Stored data entries:
----

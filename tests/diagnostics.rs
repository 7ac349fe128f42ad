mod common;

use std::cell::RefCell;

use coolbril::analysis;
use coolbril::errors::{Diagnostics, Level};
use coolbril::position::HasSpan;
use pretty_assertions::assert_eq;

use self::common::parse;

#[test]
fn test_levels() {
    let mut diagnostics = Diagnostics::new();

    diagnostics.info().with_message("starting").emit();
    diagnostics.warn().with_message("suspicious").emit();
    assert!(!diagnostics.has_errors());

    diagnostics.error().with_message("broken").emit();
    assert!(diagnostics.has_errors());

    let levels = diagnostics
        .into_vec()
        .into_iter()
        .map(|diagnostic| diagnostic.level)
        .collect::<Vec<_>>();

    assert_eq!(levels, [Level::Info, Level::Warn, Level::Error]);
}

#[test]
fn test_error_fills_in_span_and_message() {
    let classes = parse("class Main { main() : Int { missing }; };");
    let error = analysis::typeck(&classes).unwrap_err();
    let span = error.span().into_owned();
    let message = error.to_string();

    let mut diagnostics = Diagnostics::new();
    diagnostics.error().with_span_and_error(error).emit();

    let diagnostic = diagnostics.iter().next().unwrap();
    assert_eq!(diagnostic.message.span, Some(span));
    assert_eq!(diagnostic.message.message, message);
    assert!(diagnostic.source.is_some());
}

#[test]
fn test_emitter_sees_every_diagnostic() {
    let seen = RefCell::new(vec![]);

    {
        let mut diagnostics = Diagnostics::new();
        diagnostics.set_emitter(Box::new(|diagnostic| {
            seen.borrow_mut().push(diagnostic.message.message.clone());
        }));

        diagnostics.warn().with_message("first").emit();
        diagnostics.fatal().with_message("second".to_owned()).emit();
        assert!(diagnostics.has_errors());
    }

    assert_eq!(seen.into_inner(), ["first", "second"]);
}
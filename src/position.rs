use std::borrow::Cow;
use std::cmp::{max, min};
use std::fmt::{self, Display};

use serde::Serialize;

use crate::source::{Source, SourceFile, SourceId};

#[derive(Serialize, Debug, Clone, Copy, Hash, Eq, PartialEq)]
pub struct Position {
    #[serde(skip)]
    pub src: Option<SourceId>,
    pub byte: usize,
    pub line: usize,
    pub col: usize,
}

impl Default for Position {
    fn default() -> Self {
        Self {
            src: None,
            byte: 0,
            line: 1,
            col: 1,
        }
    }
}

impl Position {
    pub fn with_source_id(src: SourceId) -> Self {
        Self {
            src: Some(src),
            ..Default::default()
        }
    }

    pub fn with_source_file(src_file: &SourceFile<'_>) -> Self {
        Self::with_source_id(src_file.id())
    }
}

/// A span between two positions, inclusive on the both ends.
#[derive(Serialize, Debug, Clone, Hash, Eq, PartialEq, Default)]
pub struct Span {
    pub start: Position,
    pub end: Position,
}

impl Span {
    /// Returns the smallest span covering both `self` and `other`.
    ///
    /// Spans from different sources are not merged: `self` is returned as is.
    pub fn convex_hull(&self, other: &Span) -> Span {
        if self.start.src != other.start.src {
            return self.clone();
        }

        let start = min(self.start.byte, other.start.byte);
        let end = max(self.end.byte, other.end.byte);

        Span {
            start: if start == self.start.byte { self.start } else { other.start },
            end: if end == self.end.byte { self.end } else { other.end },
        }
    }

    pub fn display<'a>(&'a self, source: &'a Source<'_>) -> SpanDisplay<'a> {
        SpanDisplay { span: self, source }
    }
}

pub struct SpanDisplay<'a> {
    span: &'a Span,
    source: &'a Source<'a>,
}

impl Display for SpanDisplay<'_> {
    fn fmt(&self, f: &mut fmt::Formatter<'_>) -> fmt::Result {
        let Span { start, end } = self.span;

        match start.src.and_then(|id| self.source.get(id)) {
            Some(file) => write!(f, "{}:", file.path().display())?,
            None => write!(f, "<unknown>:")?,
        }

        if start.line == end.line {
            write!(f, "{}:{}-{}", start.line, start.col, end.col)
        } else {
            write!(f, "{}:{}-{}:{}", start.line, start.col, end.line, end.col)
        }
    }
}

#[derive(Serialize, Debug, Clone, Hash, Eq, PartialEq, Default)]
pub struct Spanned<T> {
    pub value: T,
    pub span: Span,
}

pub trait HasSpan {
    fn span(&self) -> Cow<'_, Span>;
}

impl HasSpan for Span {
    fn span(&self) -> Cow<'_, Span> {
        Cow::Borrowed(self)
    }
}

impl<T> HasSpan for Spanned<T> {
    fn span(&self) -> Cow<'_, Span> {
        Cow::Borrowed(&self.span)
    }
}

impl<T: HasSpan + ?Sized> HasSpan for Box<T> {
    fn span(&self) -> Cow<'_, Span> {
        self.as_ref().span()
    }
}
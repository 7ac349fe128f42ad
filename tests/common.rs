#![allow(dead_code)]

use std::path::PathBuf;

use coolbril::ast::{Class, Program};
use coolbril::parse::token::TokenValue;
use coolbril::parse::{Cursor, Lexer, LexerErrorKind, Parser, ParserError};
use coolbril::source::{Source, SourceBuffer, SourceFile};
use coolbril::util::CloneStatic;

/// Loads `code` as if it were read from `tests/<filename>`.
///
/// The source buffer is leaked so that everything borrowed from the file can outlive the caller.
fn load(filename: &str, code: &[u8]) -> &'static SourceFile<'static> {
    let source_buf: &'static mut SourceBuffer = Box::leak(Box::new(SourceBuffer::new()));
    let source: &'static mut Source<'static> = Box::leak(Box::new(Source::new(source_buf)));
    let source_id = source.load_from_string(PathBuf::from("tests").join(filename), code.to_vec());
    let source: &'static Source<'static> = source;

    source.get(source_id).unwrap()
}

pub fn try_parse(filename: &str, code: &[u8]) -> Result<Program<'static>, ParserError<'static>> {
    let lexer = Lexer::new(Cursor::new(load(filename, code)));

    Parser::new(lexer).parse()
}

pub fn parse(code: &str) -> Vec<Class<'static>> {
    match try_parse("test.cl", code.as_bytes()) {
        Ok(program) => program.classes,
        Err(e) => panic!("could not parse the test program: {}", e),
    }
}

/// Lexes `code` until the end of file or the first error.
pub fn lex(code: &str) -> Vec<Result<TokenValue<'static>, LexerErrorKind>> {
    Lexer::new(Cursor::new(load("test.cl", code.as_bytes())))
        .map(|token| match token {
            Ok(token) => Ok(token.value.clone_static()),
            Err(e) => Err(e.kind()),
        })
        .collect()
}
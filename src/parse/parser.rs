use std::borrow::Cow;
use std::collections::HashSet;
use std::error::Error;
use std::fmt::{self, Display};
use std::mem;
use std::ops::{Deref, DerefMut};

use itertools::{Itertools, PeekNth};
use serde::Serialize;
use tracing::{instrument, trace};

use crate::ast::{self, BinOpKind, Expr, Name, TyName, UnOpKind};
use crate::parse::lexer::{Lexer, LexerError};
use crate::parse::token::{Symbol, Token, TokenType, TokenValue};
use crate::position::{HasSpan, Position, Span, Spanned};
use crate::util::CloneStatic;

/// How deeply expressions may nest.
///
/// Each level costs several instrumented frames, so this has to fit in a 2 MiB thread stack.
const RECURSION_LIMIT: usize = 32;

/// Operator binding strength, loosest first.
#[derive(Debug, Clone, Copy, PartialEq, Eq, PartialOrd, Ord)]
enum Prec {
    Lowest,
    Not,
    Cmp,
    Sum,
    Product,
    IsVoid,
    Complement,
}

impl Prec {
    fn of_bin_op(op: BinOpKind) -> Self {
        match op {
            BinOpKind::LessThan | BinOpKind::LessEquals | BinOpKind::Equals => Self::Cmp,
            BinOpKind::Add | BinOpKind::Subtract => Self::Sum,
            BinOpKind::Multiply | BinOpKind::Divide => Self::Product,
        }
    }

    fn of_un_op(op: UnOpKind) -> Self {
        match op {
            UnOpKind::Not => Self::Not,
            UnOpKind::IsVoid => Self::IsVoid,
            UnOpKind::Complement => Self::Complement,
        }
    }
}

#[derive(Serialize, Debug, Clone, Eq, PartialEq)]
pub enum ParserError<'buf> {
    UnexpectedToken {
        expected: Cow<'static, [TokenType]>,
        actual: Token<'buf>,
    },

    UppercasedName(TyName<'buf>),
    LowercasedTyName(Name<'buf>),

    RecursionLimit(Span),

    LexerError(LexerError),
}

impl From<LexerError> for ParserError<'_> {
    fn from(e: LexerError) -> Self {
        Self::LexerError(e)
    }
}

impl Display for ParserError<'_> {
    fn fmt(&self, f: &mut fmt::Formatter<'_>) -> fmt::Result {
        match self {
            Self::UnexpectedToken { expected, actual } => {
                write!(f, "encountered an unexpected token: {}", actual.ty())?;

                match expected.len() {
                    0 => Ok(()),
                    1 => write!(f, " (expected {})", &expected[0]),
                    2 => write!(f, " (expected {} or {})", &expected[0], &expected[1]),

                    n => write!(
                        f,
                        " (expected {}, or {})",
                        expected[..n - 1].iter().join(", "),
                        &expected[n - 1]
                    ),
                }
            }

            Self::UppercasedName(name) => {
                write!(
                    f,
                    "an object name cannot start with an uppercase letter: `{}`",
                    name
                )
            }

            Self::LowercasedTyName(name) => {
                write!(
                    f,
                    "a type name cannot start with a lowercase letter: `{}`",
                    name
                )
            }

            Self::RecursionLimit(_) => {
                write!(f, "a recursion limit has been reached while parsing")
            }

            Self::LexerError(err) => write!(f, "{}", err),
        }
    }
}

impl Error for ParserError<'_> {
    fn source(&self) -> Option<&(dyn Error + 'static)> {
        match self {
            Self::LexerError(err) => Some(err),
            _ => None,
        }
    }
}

----

WORK REQUEST |
Provide only the number of lines in the records containing the string "IsVoid".

THE COMPLETED TASK |
2